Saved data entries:
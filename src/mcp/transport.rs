//! Line-delimited JSON-RPC over a server child's stdin/stdout.

use std::collections::VecDeque;
use std::io;
use std::process::Stdio;
use std::sync::{Arc, Mutex as StdMutex};
use std::time::Duration;

use serde_json::Value;
use tokio::io::{AsyncBufReadExt, AsyncWriteExt, BufReader};
use tokio::process::{Child, ChildStderr, ChildStdin, ChildStdout};
use tokio::sync::Mutex;
use tokio::task::JoinHandle;
use tokio_util::sync::CancellationToken;

use super::TransportError;
use super::envelope::{Inbound, RpcRequest, decode_line};
use crate::process::CommandSpec;
use crate::process::signal::force_kill;

/// Lines of server stderr kept for diagnostics.
const STDERR_TAIL_LINES: usize = 64;
/// How long `close` waits for the killed server to be reaped.
const CLOSE_REAP_GRACE: Duration = Duration::from_secs(5);

struct Session {
    child: Child,
    pid: Option<u32>,
    stdin: ChildStdin,
    reader: BufReader<ChildStdout>,
    stderr_task: JoinHandle<()>,
}

/// Client side of one MCP server process.
///
/// Calls are serialized: the session lock is held for a whole
/// request/response exchange, and every request carries the same id.
pub struct McpTransport {
    name: String,
    call_timeout: Duration,
    session: Mutex<Option<Session>>,
    cancel: StdMutex<CancellationToken>,
    stderr_tail: Arc<StdMutex<VecDeque<String>>>,
}

impl std::fmt::Debug for McpTransport {
    fn fmt(&self, f: &mut std::fmt::Formatter<'_>) -> std::fmt::Result {
        f.debug_struct("McpTransport")
            .field("name", &self.name)
            .field("call_timeout", &self.call_timeout)
            .finish_non_exhaustive()
    }
}

impl McpTransport {
    pub fn new(name: impl Into<String>, call_timeout: Duration) -> Self {
        Self {
            name: name.into(),
            call_timeout,
            session: Mutex::new(None),
            cancel: StdMutex::new(CancellationToken::new()),
            stderr_tail: Arc::new(StdMutex::new(VecDeque::with_capacity(STDERR_TAIL_LINES))),
        }
    }

    pub fn name(&self) -> &str {
        &self.name
    }

    pub fn call_timeout(&self) -> Duration {
        self.call_timeout
    }

    /// Spawn the server described by `spec`.
    ///
    /// A no-op while a previously started server is still alive; a dead one
    /// is replaced.
    pub async fn start(&self, spec: &CommandSpec) -> Result<(), TransportError> {
        let mut session = self.session.lock().await;
        if let Some(existing) = session.as_mut() {
            if matches!(existing.child.try_wait(), Ok(None)) {
                return Ok(());
            }
            tracing::info!(server = %self.name, "MCP server exited; restarting");
            if let Some(old) = session.take() {
                old.stderr_task.abort();
            }
        }

        let mut command = spec.to_command();
        command.stdin(Stdio::piped()).kill_on_drop(true);
        let mut child = command.spawn().map_err(|source| TransportError::Spawn {
            program: spec.program().to_string(),
            source,
        })?;

        let pid = child.id();
        let (Some(stdin), Some(stdout), Some(stderr)) =
            (child.stdin.take(), child.stdout.take(), child.stderr.take())
        else {
            force_kill(&mut child, pid);
            return Err(TransportError::Io(io::Error::other(
                "MCP server pipes were not captured",
            )));
        };

        let token = CancellationToken::new();
        self.replace_token(token.clone());
        let stderr_task = spawn_stderr_drain(
            self.name.clone(),
            stderr,
            Arc::clone(&self.stderr_tail),
            token,
        );

        tracing::info!(server = %self.name, ?pid, command = %spec.display(), "started MCP server");
        *session = Some(Session {
            child,
            pid,
            stdin,
            reader: BufReader::new(stdout),
            stderr_task,
        });
        Ok(())
    }

    /// Send one request and wait for its response.
    ///
    /// Notifications that arrive first are skipped. The call fails with
    /// `Timeout` once `call_timeout` elapses and with `Cancelled` if the
    /// transport is closed meanwhile; the session itself is left as is.
    pub async fn invoke(&self, method: &str, params: Value) -> Result<Value, TransportError> {
        let cancel = self.current_token();
        // The token of a closed session stays cancelled until the next start.
        let mut guard = tokio::select! {
            biased;
            guard = self.session.lock() => guard,
            () = cancel.cancelled() => return Err(TransportError::Cancelled),
        };
        let session = guard.as_mut().ok_or(TransportError::NotStarted)?;
        let line = RpcRequest::new(method, params).to_line()?;

        let exchange = exchange(&self.name, session, method, &line);
        tokio::select! {
            () = cancel.cancelled() => Err(TransportError::Cancelled),
            outcome = tokio::time::timeout(self.call_timeout, exchange) => match outcome {
                Ok(result) => result,
                Err(_) => {
                    tracing::warn!(server = %self.name, method, "MCP call timed out after {:?}", self.call_timeout);
                    Err(TransportError::Timeout {
                        method: method.to_string(),
                        after: self.call_timeout,
                    })
                }
            },
        }
    }

    /// Stop the server. Safe to call repeatedly or before `start`.
    pub async fn close(&self) {
        self.current_token().cancel();
        let Some(mut session) = self.session.lock().await.take() else {
            return;
        };

        drop(session.stdin);
        force_kill(&mut session.child, session.pid);
        if tokio::time::timeout(CLOSE_REAP_GRACE, session.child.wait())
            .await
            .is_err()
        {
            tracing::warn!(server = %self.name, pid = ?session.pid, "MCP server was not reaped within {CLOSE_REAP_GRACE:?}");
        }
        session.stderr_task.abort();
        tracing::info!(server = %self.name, pid = ?session.pid, "closed MCP server");
    }

    pub async fn is_running(&self) -> bool {
        match self.session.lock().await.as_mut() {
            Some(session) => matches!(session.child.try_wait(), Ok(None)),
            None => false,
        }
    }

    pub async fn pid(&self) -> Option<u32> {
        self.session.lock().await.as_ref().and_then(|session| session.pid)
    }

    /// Whether the stderr drain of the current session is still reading.
    pub async fn stderr_drain_active(&self) -> bool {
        self.session
            .lock()
            .await
            .as_ref()
            .is_some_and(|session| !session.stderr_task.is_finished())
    }

    /// The most recent server stderr lines, oldest first.
    pub fn recent_stderr(&self) -> Vec<String> {
        match self.stderr_tail.lock() {
            Ok(tail) => tail.iter().cloned().collect(),
            Err(_) => Vec::new(),
        }
    }

    fn current_token(&self) -> CancellationToken {
        match self.cancel.lock() {
            Ok(token) => token.clone(),
            Err(poisoned) => poisoned.into_inner().clone(),
        }
    }

    fn replace_token(&self, token: CancellationToken) {
        match self.cancel.lock() {
            Ok(mut current) => *current = token,
            Err(poisoned) => *poisoned.into_inner() = token,
        }
    }
}

async fn exchange(
    server: &str,
    session: &mut Session,
    method: &str,
    request: &str,
) -> Result<Value, TransportError> {
    if let Err(err) = write_request(&mut session.stdin, request).await {
        return Err(if err.kind() == io::ErrorKind::BrokenPipe {
            TransportError::Closed
        } else {
            TransportError::Io(err)
        });
    }

    let mut line = String::new();
    loop {
        line.clear();
        let bytes = session.reader.read_line(&mut line).await?;
        if bytes == 0 {
            return Err(TransportError::Closed);
        }

        let trimmed = line.trim();
        if trimmed.is_empty() {
            continue;
        }

        match decode_line(trimmed)? {
            Inbound::Result(value) => return Ok(value),
            Inbound::Error(error) => {
                return Err(TransportError::Rpc {
                    method: method.to_string(),
                    code: error.code,
                    message: error.message,
                    data: error.data,
                });
            }
            Inbound::Notification(notification) => {
                tracing::debug!(server = %server, notification = %notification, "skipping MCP notification");
            }
        }
    }
}

async fn write_request(stdin: &mut ChildStdin, request: &str) -> io::Result<()> {
    stdin.write_all(request.as_bytes()).await?;
    stdin.flush().await
}

/// Keep reading server stderr so a chatty server never blocks on a full pipe.
fn spawn_stderr_drain(
    server: String,
    stderr: ChildStderr,
    tail: Arc<StdMutex<VecDeque<String>>>,
    cancel: CancellationToken,
) -> JoinHandle<()> {
    tokio::spawn(async move {
        let mut reader = BufReader::new(stderr);
        let mut buf = Vec::new();
        loop {
            buf.clear();
            let read = tokio::select! {
                () = cancel.cancelled() => break,
                read = reader.read_until(b'\n', &mut buf) => read,
            };
            match read {
                Ok(0) => break,
                Ok(_) => {
                    let line = String::from_utf8_lossy(&buf).trim_end().to_string();
                    tracing::debug!(target: "toolbelt::mcp::stderr", server = %server, "{line}");
                    if let Ok(mut tail) = tail.lock() {
                        if tail.len() == STDERR_TAIL_LINES {
                            tail.pop_front();
                        }
                        tail.push_back(line);
                    }
                }
                Err(err) => {
                    tracing::debug!(server = %server, "MCP stderr drain stopped: {err}");
                    break;
                }
            }
        }
    })
}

Problem requirements: Take the entries above and return only the lines from the one with "if bytes == 0" to the one with "tail.push_back(line);", both included, unchanged.

Exercise output:
        if bytes == 0 {
            return Err(TransportError::Closed);
        }

        let trimmed = line.trim();
        if trimmed.is_empty() {
            continue;
        }

        match decode_line(trimmed)? {
            Inbound::Result(value) => return Ok(value),
            Inbound::Error(error) => {
                return Err(TransportError::Rpc {
                    method: method.to_string(),
                    code: error.code,
                    message: error.message,
                    data: error.data,
                });
            }
            Inbound::Notification(notification) => {
                tracing::debug!(server = %server, notification = %notification, "skipping MCP notification");
            }
        }
    }
}

async fn write_request(stdin: &mut ChildStdin, request: &str) -> io::Result<()> {
    stdin.write_all(request.as_bytes()).await?;
    stdin.flush().await
}

/// Keep reading server stderr so a chatty server never blocks on a full pipe.
fn spawn_stderr_drain(
    server: String,
    stderr: ChildStderr,
    tail: Arc<StdMutex<VecDeque<String>>>,
    cancel: CancellationToken,
) -> JoinHandle<()> {
    tokio::spawn(async move {
        let mut reader = BufReader::new(stderr);
        let mut buf = Vec::new();
        loop {
            buf.clear();
            let read = tokio::select! {
                () = cancel.cancelled() => break,
                read = reader.read_until(b'\n', &mut buf) => read,
            };
            match read {
                Ok(0) => break,
                Ok(_) => {
                    let line = String::from_utf8_lossy(&buf).trim_end().to_string();
                    tracing::debug!(target: "toolbelt::mcp::stderr", server = %server, "{line}");
                    if let Ok(mut tail) = tail.lock() {
                        if tail.len() == STDERR_TAIL_LINES {
                            tail.pop_front();
                        }
                        tail.push_back(line);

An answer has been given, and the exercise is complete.